Take each line of the entries below that contains "struct" and copy it.

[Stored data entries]

BEGIN

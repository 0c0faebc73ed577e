// Copyright (c) 2024-2026 Martin Schröder <info@swedishembedded.com>
//
// SPDX-License-Identifier: MIT
//! Observable events and the append-only step log (SPEC_FULL.md §3
//! `AgentStep`, §6 "Observable events").

use chrono::{DateTime, Utc};
use helm_tools::RiskLevel;
use serde_json::Value;

/// The kind of an [`AgentStep`].
#[derive(Debug, Clone, Copy, PartialEq, Eq)]
pub enum StepKind {
    Thinking,
    Message,
    ToolCall,
    ToolResult,
    Confirm,
    UserSupplement,
    Error,
}

/// An append-only log record (SPEC_FULL.md §3 `AgentStep`, invariant I1):
/// once appended, a step's `id` never changes, though a `Message` step's
/// `content` may be extended in place while `is_streaming` is `true`.
#[derive(Debug, Clone)]
pub struct AgentStep {
    pub id: String,
    pub timestamp: DateTime<Utc>,
    pub kind: StepKind,
    pub content: String,
    pub tool_name: Option<String>,
    pub tool_args: Option<Value>,
    pub tool_result: Option<String>,
    pub risk_level: Option<RiskLevel>,
    pub is_streaming: Option<bool>,
}

impl AgentStep {
    pub fn new(id: impl Into<String>, kind: StepKind, content: impl Into<String>) -> Self {
        Self {
            id: id.into(),
            timestamp: Utc::now(),
            kind,
            content: content.into(),
            tool_name: None,
            tool_args: None,
            tool_result: None,
            risk_level: None,
            is_streaming: None,
        }
    }

    pub fn with_tool(mut self, name: impl Into<String>, args: Value) -> Self {
        self.tool_name = Some(name.into());
        self.tool_args = Some(args);
        self
    }

    pub fn with_risk(mut self, risk: RiskLevel) -> Self {
        self.risk_level = Some(risk);
        self
    }

    pub fn with_result(mut self, result: impl Into<String>) -> Self {
        self.tool_result = Some(result.into());
        self
    }

    pub fn streaming(mut self, streaming: bool) -> Self {
        self.is_streaming = Some(streaming);
        self
    }
}

/// A snapshot of a pending confirmation, for delivery to the hosting process.
///
/// This mirrors `PendingConfirmation` (SPEC_FULL.md §3) minus the resolver
/// channel, which is not meaningfully observable outside the agent loop.
#[derive(Debug, Clone)]
pub struct PendingConfirmationInfo {
    pub tool_call_id: String,
    pub tool_name: String,
    pub tool_args: Value,
    pub risk_level: Option<RiskLevel>,
}

/// Observable events emitted to the hosting process (SPEC_FULL.md §6).
///
/// Delivered over a `tokio::sync::mpsc` channel per run, one hosting-process
/// subscriber per run, matching on variant.
#[derive(Debug, Clone)]
pub enum AgentEvent {
    /// Every append / streaming update to the step log.
    OnStep { agent_id: String, step: AgentStep },
    /// A pending confirmation has been posted and is awaiting resolution.
    OnNeedConfirm { agent_id: String, confirmation: PendingConfirmationInfo },
    /// Normal termination.
    OnComplete { agent_id: String, final_text: String },
    /// Abnormal termination other than user abort.
    OnError { agent_id: String, error: String },
}

// ─── Unit tests ──────────────────────────────────────────────────────────────

#[cfg(test)]
mod tests {
    use super::*;
    use serde_json::json;

    #[test]
    fn agent_step_builder_sets_fields() {
        let step = AgentStep::new("s1", StepKind::ToolCall, "running")
            .with_tool("execute_command", json!({"command": "ls"}))
            .with_risk(RiskLevel::Safe)
            .with_result("ok")
            .streaming(false);
        assert_eq!(step.tool_name.as_deref(), Some("execute_command"));
        assert_eq!(step.risk_level, Some(RiskLevel::Safe));
        assert_eq!(step.tool_result.as_deref(), Some("ok"));
        assert_eq!(step.is_streaming, Some(false));
    }

    #[test]
    fn agent_step_defaults_are_none() {
        let step = AgentStep::new("s1", StepKind::Message, "hi");
        assert!(step.tool_name.is_none());
        assert!(step.risk_level.is_none());
        assert!(step.is_streaming.is_none());
    }

    #[test]
    fn on_complete_carries_final_text() {
        let ev = AgentEvent::OnComplete { agent_id: "a1".into(), final_text: "done".into() };
        match ev {
            AgentEvent::OnComplete { final_text, .. } => assert_eq!(final_text, "done"),
            _ => panic!("wrong variant"),
        }
    }

    #[test]
    fn on_need_confirm_carries_risk_level() {
        let ev = AgentEvent::OnNeedConfirm {
            agent_id: "a1".into(),
            confirmation: PendingConfirmationInfo {
                tool_call_id: "c1".into(),
                tool_name: "execute_command".into(),
                tool_args: json!({}),
                risk_level: Some(RiskLevel::Dangerous),
            },
        };
        match ev {
            AgentEvent::OnNeedConfirm { confirmation, .. } => {
                assert_eq!(confirmation.risk_level, Some(RiskLevel::Dangerous));
            }
            _ => panic!("wrong variant"),
        }
    }
}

END

#### Problem solution
pub struct AgentStep {
pub struct PendingConfirmationInfo {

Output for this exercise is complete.